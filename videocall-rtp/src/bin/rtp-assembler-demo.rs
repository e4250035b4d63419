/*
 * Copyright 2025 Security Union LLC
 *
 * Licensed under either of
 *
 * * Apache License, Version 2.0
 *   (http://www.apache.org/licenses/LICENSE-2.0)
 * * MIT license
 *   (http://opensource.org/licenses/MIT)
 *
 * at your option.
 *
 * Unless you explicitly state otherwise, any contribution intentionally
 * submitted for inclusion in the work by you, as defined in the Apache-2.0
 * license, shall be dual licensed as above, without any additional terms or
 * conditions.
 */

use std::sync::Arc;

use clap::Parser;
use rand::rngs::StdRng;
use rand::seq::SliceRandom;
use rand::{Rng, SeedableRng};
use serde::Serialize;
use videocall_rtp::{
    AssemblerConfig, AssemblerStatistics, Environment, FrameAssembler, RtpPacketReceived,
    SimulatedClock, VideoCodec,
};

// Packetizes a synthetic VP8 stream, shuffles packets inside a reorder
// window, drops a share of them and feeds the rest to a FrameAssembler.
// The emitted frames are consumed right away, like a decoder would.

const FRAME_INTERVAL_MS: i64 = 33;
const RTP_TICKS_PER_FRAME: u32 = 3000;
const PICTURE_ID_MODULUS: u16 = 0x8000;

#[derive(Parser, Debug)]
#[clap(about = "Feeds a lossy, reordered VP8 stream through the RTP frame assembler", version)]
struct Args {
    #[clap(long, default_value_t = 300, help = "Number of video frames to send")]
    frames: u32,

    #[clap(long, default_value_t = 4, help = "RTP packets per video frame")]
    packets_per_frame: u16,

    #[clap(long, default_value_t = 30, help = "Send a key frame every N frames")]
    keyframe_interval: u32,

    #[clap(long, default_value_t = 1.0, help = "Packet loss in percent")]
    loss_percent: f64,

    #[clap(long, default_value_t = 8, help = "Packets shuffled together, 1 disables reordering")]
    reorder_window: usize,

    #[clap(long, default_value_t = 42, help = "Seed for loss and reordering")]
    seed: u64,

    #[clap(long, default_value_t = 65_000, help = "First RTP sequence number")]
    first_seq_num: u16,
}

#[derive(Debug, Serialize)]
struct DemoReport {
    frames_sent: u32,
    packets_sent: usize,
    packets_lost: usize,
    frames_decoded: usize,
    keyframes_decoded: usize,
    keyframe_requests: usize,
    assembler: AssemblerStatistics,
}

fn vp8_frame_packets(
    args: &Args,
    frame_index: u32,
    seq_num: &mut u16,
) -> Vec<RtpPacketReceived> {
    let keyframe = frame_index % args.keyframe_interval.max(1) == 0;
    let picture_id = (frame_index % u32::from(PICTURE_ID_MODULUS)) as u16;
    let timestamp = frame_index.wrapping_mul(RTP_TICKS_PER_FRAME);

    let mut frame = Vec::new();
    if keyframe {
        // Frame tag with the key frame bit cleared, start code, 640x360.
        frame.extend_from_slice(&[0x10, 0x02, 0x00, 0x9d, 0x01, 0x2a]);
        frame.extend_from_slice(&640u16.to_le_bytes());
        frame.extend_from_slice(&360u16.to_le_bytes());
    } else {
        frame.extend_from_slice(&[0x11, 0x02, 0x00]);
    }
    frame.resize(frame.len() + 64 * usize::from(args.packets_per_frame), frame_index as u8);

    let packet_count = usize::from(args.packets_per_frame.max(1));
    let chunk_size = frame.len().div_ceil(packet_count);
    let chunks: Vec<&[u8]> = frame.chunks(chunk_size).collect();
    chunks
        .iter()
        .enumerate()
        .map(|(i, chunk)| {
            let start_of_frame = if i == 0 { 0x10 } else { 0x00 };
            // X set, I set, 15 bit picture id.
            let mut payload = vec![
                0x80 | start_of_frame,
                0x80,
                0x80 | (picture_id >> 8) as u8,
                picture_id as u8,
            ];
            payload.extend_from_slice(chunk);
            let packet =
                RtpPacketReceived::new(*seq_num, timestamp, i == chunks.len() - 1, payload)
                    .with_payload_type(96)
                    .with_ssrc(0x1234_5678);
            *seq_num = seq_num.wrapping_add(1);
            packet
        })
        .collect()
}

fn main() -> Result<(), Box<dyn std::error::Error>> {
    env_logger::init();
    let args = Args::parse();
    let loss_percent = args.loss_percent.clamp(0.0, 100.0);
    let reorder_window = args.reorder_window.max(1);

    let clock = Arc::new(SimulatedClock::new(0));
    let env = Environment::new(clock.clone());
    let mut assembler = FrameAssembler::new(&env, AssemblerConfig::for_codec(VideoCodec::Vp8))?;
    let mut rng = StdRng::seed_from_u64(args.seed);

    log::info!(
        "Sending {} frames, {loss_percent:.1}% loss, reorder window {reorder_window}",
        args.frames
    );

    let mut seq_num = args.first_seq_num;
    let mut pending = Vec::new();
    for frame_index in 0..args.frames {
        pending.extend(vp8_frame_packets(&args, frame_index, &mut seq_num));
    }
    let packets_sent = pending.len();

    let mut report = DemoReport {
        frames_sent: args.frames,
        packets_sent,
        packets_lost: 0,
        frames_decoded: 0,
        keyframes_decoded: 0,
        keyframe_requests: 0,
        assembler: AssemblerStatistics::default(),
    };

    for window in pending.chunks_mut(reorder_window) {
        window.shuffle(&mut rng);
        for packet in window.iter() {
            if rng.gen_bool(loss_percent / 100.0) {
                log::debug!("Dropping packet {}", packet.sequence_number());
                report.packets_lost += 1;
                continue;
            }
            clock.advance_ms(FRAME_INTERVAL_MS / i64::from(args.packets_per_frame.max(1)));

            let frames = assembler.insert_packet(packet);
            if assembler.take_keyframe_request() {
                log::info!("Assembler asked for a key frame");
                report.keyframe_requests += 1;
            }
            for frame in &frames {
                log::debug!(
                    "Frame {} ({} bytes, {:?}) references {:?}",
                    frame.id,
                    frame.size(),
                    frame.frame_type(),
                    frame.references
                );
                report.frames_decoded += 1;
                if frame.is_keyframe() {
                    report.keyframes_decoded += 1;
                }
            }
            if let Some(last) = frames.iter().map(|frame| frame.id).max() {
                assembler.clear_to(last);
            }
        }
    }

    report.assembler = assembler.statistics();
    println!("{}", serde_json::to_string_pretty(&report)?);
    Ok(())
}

---+---

▶ ASSIGNED TASK: Beginning at the line with "let loss_percent = args.loss_percent.clamp(0.0, 100.0);" and stopping after the line with "let mut assembler", please write out every line of the data above exactly and nothing else.

▶ REPLY TO THE TASK:
    let loss_percent = args.loss_percent.clamp(0.0, 100.0);
    let reorder_window = args.reorder_window.max(1);

    let clock = Arc::new(SimulatedClock::new(0));
    let env = Environment::new(clock.clone());
    let mut assembler = FrameAssembler::new(&env, AssemblerConfig::for_codec(VideoCodec::Vp8))?;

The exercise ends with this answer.